If your high school education was anything like mine, you'll be as surprised as I was to learn that there was no "white race" in our country until the idea was invented by some white plantation owners in Virginia around 1676.
It's hard to believe today, but prior to their arrival here, the Europeans had never thought of themselves as "white." Ninety percent of the colonial population of Virginia consisted of Africans, some of them enslaved and others indentured servants, and poor European tenants and laborers. Not only did all of them share deep grievances against the ruling plantation owners, but for three generations, blacks and whites had intermarried, worked, celebrated and mourned together. Questioning any of this wouldn't have entered their minds. Notions of mutual aid and common cause were second nature.
So, what happened? A small army of poor (black) Africans and poor (white) English frontiersmen realized they were getting their asses whupped by the landed aristocracy. This ragtag militia, led by the Englishman-turned-rebel, Nathaniel Bacon, attacked the royal English government and burned Jamestown to the ground. Ultimately, the overmatched uprising failed, Bacon died of illness, and 23 of his followers were hanged as traitors.

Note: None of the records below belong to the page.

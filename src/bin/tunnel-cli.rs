use std::path::Path;

use clap::{Parser, Subcommand};
use reqwest::header::{HeaderMap, HeaderName, HeaderValue};
use serde_json::Value;

use layer8_tunnel::transcode::{FormFields, TypedValue};
use layer8_tunnel::TunnelClient;

#[derive(Parser)]
#[command(name = "tunnel-cli")]
#[command(about = "Talk to a backend through a layer8 tunnel", long_about = None)]
struct Cli {
    #[arg(short, long, default_value = "http://localhost:8080")]
    url: String,

    /// Client identity; a random UUID when omitted.
    #[arg(long)]
    client_uuid: Option<String>,

    /// Auth token sent with the handshake.
    #[arg(short, long, default_value = "")]
    token: String,

    #[arg(long, default_value = "x-tunnel")]
    tunnel_header: String,

    #[command(subcommand)]
    command: Commands,
}

#[derive(Subcommand)]
enum Commands {
    /// Perform an ECDH handshake and print the server key
    Handshake,
    /// Handshake, then send one request through the tunnel
    Send {
        #[arg(short = 'X', long, default_value = "GET")]
        method: String,

        #[arg(default_value = "/")]
        path: String,

        /// JSON request body
        #[arg(short, long, conflicts_with = "form")]
        data: Option<String>,

        /// Form field, `name=value` or `name=@file`; repeatable
        #[arg(short = 'F', long)]
        form: Vec<String>,
    },
}

#[tokio::main]
async fn main() -> Result<(), Box<dyn std::error::Error>> {
    let cli = Cli::parse();
    let http = reqwest::Client::new();

    let client_uuid = cli
        .client_uuid
        .clone()
        .unwrap_or_else(|| uuid::Uuid::new_v4().to_string());
    let mut tunnel = TunnelClient::new(client_uuid, cli.token.clone()).with_tunnel_header(cli.tunnel_header.clone());

    handshake(&http, &cli.url, &mut tunnel).await?;

    match cli.command {
        Commands::Handshake => {
            println!("client uuid: {}", tunnel.client_uuid());
            println!("session established");
        }
        Commands::Send {
            method,
            path,
            data,
            form,
        } => {
            let envelope = if !form.is_empty() {
                tunnel.seal_form(&method, &parse_fields(&form)?)?
            } else {
                let body: Value = match data {
                    Some(raw) => serde_json::from_str(&raw)?,
                    None => Value::Object(Default::default()),
                };
                tunnel.seal_json(&method, &body)?
            };

            let res = http
                .post(format!("{}{}", cli.url, path))
                .headers(to_header_map(tunnel.tunnel_headers())?)
                .header(reqwest::header::CONTENT_TYPE, "application/json")
                .body(envelope)
                .send()
                .await?;

            let status = res.status();
            let bytes = res.bytes().await?;
            match tunnel.open_response(&bytes) {
                Ok(inner) => {
                    println!("{} {}", inner.status, inner.status_text);
                    for (name, value) in &inner.headers {
                        println!("{name}: {value}");
                    }
                    println!();
                    print_body(&inner.body)?;
                }
                Err(e) => {
                    eprintln!("Error: tunnel returned status {status} ({e})");
                    eprintln!("Response: {}", String::from_utf8_lossy(&bytes));
                }
            }
        }
    }

    Ok(())
}

async fn handshake(
    http: &reqwest::Client,
    url: &str,
    tunnel: &mut TunnelClient,
) -> Result<(), Box<dyn std::error::Error>> {
    let res = http
        .get(format!("{url}/"))
        .headers(to_header_map(tunnel.handshake_headers())?)
        .send()
        .await?;

    let status = res.status();
    let text = res.text().await?;
    if !status.is_success() {
        return Err(format!("handshake failed with status {status}: {text}").into());
    }
    tunnel.complete_handshake(text.trim())?;
    Ok(())
}

fn to_header_map(pairs: Vec<(String, String)>) -> Result<HeaderMap, Box<dyn std::error::Error>> {
    let mut headers = HeaderMap::new();
    for (name, value) in pairs {
        headers.insert(HeaderName::from_bytes(name.as_bytes())?, HeaderValue::from_str(&value)?);
    }
    Ok(headers)
}

fn parse_fields(raw: &[String]) -> Result<FormFields, Box<dyn std::error::Error>> {
    let mut fields = FormFields::new();
    for entry in raw {
        let (name, value) = entry
            .split_once('=')
            .ok_or_else(|| format!("form field '{entry}' is not name=value"))?;

        let value = match value.strip_prefix('@') {
            Some(path) => {
                let path = Path::new(path);
                let file_name = path
                    .file_name()
                    .map(|n| n.to_string_lossy().into_owned())
                    .unwrap_or_default();
                TypedValue::file(file_name, "application/octet-stream", std::fs::read(path)?)
            }
            None => TypedValue::string(value),
        };
        fields.entry(name.to_string()).or_default().push(value);
    }
    Ok(fields)
}

fn print_body(body: &[u8]) -> Result<(), Box<dyn std::error::Error>> {
    match serde_json::from_slice::<Value>(body) {
        Ok(json) => println!("{}", serde_json::to_string_pretty(&json)?),
        Err(_) => println!("{}", String::from_utf8_lossy(body)),
    }
    Ok(())
}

Bacon's Rebellion—a brave attempt at more genuine freedom, soon snuffed out by the ruling class.
Recognizing that another insurrection was possible and might spread, the terrified ruling circle of planters needed a scheme. Their great trick was to drive a wedge between white and black workers. On the one hand, draconian laws were passed that punished whites for associating with blacks. On the other hand, financial rewards were bestowed on whites who captured runaway slaves. Perks like owning a small piece of land and a few minor legal rights were granted to poor whites, and their status versus blacks was elevated.
Over time, an artificial bond was created between elites and the white working class. This was the genesis and evil genius of creating "white identity" where none had existed. Gradually, working class whites came to believe they were better human beings by virtue of their skin color. The strategy, under various guises, has been working for 400 years, even though there's nothing natural, nothing biological about it.
Stock market guru and political pundit Marc Faber spews the fear and hate-mongering used to keep people apart who should be allies when he writes, "Thank God that white people populated the Americas, and not the blacks. Otherwise the United States would look like Zimbabwe, which it might one day anyway."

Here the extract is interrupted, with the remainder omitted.